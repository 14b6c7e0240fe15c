//! Activity stream: a scoped accelerometer subscription feeding one pipeline.
//!
//! The platform sensor is abstracted by [`AccelerometerSource`]. Subscribing
//! registers a bounded delivery channel with the source; the channel owner
//! pulls samples through the pipeline and receives batched reports. The
//! registration is released exactly once, on [`ActivityChannel::cancel`],
//! on resubscription, when the source hangs up, or on drop.
//!
//! Control commands go through the same owner, so the pipeline is never
//! shared and needs no locking.

use std::sync::mpsc::{self, Receiver, SyncSender, TryRecvError};
use std::sync::Arc;

use tracing::{info, warn};

use crate::control::{Ack, ControlCommand};
use crate::error::SensingResult;
use crate::pipeline::{MotionPipeline, PipelineConfig};
use crate::types::{ActivityReport, RawSample};

/// Samples buffered between the sensor callback and the consumer.
pub const DEFAULT_DELIVERY_CAPACITY: usize = 256;

/// Identifier handed out by a source for one registration.
pub type RegistrationId = u64;

/// Platform accelerometer.
///
/// Implementations push samples into `delivery` from their own callback
/// context until [`unregister`](AccelerometerSource::unregister) is called.
/// They should use `try_send` so a slow consumer never blocks the sensor.
pub trait AccelerometerSource {
    /// Start delivering samples. Fails with `Unsupported` when the device has
    /// no accelerometer.
    fn register(&self, delivery: SyncSender<RawSample>) -> SensingResult<RegistrationId>;

    /// Stop delivering samples for `id` and drop its sender.
    fn unregister(&self, id: RegistrationId);
}

/// Releases a source registration on drop.
struct SensorRegistration<S: AccelerometerSource> {
    source: Arc<S>,
    id: RegistrationId,
}

impl<S: AccelerometerSource> Drop for SensorRegistration<S> {
    fn drop(&mut self) {
        self.source.unregister(self.id);
        info!(registration = self.id, "accelerometer registration released");
    }
}

struct Subscription<S: AccelerometerSource> {
    // Declared first so the registration is released before the receiver drops.
    _registration: SensorRegistration<S>,
    samples: Receiver<RawSample>,
}

/// Owner of one motion pipeline and its (optional) sensor subscription.
pub struct ActivityChannel<S: AccelerometerSource> {
    source: Arc<S>,
    pipeline: MotionPipeline,
    subscription: Option<Subscription<S>>,
    capacity: usize,
}

impl<S: AccelerometerSource> ActivityChannel<S> {
    pub fn new(source: Arc<S>, config: PipelineConfig) -> Self {
        Self {
            source,
            pipeline: MotionPipeline::new(config),
            subscription: None,
            capacity: DEFAULT_DELIVERY_CAPACITY,
        }
    }

    /// Override the delivery buffer size for subsequent subscriptions.
    pub fn with_capacity(mut self, capacity: usize) -> Self {
        self.capacity = capacity.max(1);
        self
    }

    /// Register with the source and begin ingesting. An existing
    /// subscription is released first. Pipeline state carries over.
    pub fn subscribe(&mut self) -> SensingResult<()> {
        self.subscription = None;

        let (delivery, samples) = mpsc::sync_channel(self.capacity);
        let id = self.source.register(delivery).map_err(|err| {
            warn!(code = err.code(), error = %err, "accelerometer registration failed");
            err
        })?;
        info!(registration = id, capacity = self.capacity, "activity stream subscribed");

        self.subscription = Some(Subscription {
            _registration: SensorRegistration {
                source: Arc::clone(&self.source),
                id,
            },
            samples,
        });
        Ok(())
    }

    /// Release the registration. Returns whether a subscription was active.
    /// Samples still buffered are discarded.
    pub fn cancel(&mut self) -> bool {
        self.subscription.take().is_some()
    }

    pub fn is_subscribed(&self) -> bool {
        self.subscription.is_some()
    }

    /// Block until the next report. Returns `None` when not subscribed or
    /// when the source hangs up (the subscription is then released).
    pub fn next_record(&mut self) -> Option<ActivityReport> {
        loop {
            let received = self.subscription.as_ref()?.samples.recv();
            match received {
                Ok(sample) => {
                    if let Some(report) = self.pipeline.ingest(&sample) {
                        return Some(report);
                    }
                }
                Err(_) => {
                    warn!("accelerometer source disconnected");
                    self.subscription = None;
                    return None;
                }
            }
        }
    }

    /// Ingest whatever has already been delivered, stopping at the first
    /// report. Never blocks.
    pub fn try_next_record(&mut self) -> Option<ActivityReport> {
        loop {
            let received = self.subscription.as_ref()?.samples.try_recv();
            match received {
                Ok(sample) => {
                    if let Some(report) = self.pipeline.ingest(&sample) {
                        return Some(report);
                    }
                }
                Err(TryRecvError::Empty) => return None,
                Err(TryRecvError::Disconnected) => {
                    warn!("accelerometer source disconnected");
                    self.subscription = None;
                    return None;
                }
            }
        }
    }

    /// Apply a control command to the owned pipeline.
    pub fn handle(&mut self, command: ControlCommand) -> Ack {
        let ack = self.pipeline.apply(command);
        info!(command = %command, step_count = ack.step_count, "control command handled");
        ack
    }

    /// Apply a control command given by method name.
    pub fn handle_method(&mut self, method: &str) -> SensingResult<Ack> {
        let command = method.parse::<ControlCommand>().map_err(|err| {
            warn!(method, "unknown control method");
            err
        })?;
        Ok(self.handle(command))
    }

    pub fn pipeline(&self) -> &MotionPipeline {
        &self.pipeline
    }
}

impl<S: AccelerometerSource> Iterator for ActivityChannel<S> {
    type Item = ActivityReport;

    fn next(&mut self) -> Option<Self::Item> {
        self.next_record()
    }
}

────────

**Task statement**
Counting the lines above that hold "received", reply with the number and no other words.

**Expected output**
4